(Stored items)
[Start of Attachment]

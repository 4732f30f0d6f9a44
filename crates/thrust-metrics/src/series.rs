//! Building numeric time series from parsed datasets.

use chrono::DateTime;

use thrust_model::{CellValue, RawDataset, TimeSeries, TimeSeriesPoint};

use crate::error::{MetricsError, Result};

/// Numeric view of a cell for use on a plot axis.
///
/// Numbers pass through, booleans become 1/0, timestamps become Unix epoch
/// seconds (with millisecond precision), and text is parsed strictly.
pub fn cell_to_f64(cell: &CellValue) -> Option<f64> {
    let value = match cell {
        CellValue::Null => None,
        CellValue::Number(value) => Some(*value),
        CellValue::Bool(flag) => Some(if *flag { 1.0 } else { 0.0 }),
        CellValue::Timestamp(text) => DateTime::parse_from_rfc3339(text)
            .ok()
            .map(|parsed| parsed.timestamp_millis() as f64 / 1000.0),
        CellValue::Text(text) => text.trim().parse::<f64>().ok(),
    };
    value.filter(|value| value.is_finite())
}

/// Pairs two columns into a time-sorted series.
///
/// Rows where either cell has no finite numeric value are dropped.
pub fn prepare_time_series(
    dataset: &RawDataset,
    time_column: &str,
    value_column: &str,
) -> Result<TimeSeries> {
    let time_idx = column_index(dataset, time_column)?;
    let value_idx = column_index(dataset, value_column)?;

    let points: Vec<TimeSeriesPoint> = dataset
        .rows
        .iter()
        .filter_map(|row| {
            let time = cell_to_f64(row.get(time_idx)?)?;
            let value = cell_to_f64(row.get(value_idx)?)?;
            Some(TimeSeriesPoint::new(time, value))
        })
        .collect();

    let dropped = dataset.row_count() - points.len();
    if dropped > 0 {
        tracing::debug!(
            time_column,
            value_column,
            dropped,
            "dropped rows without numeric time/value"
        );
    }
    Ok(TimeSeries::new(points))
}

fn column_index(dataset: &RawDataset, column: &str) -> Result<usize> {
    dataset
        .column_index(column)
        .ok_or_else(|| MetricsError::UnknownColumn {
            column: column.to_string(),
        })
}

[End of Attachment]

This exercise needs each record retyped exactly as shown.

repository 4732f30f0d6f9a44
filename crates/thrust-metrics/src/series.rs
//! Building numeric time series from parsed datasets.

use chrono::DateTime;

use thrust_model::{CellValue, RawDataset, TimeSeries, TimeSeriesPoint};

use crate::error::{MetricsError, Result};

/// Numeric view of a cell for use on a plot axis.
///
/// Numbers pass through, booleans become 1/0, timestamps become Unix epoch
/// seconds (with millisecond precision), and text is parsed strictly.
pub fn cell_to_f64(cell: &CellValue) -> Option<f64> {
    let value = match cell {
        CellValue::Null => None,
        CellValue::Number(value) => Some(*value),
        CellValue::Bool(flag) => Some(if *flag { 1.0 } else { 0.0 }),
        CellValue::Timestamp(text) => DateTime::parse_from_rfc3339(text)
            .ok()
            .map(|parsed| parsed.timestamp_millis() as f64 / 1000.0),
        CellValue::Text(text) => text.trim().parse::<f64>().ok(),
    };
    value.filter(|value| value.is_finite())
}

/// Pairs two columns into a time-sorted series.
///
/// Rows where either cell has no finite numeric value are dropped.
pub fn prepare_time_series(
    dataset: &RawDataset,
    time_column: &str,
    value_column: &str,
) -> Result<TimeSeries> {
    let time_idx = column_index(dataset, time_column)?;
    let value_idx = column_index(dataset, value_column)?;

    let points: Vec<TimeSeriesPoint> = dataset
        .rows
        .iter()
        .filter_map(|row| {
            let time = cell_to_f64(row.get(time_idx)?)?;
            let value = cell_to_f64(row.get(value_idx)?)?;
            Some(TimeSeriesPoint::new(time, value))
        })
        .collect();

    let dropped = dataset.row_count() - points.len();
    if dropped > 0 {
        tracing::debug!(
            time_column,
            value_column,
            dropped,
            "dropped rows without numeric time/value"
        );
    }
    Ok(TimeSeries::new(points))
}

fn column_index(dataset: &RawDataset, column: &str) -> Result<usize> {
    dataset
        .column_index(column)
        .ok_or_else(|| MetricsError::UnknownColumn {
            column: column.to_string(),
        })
}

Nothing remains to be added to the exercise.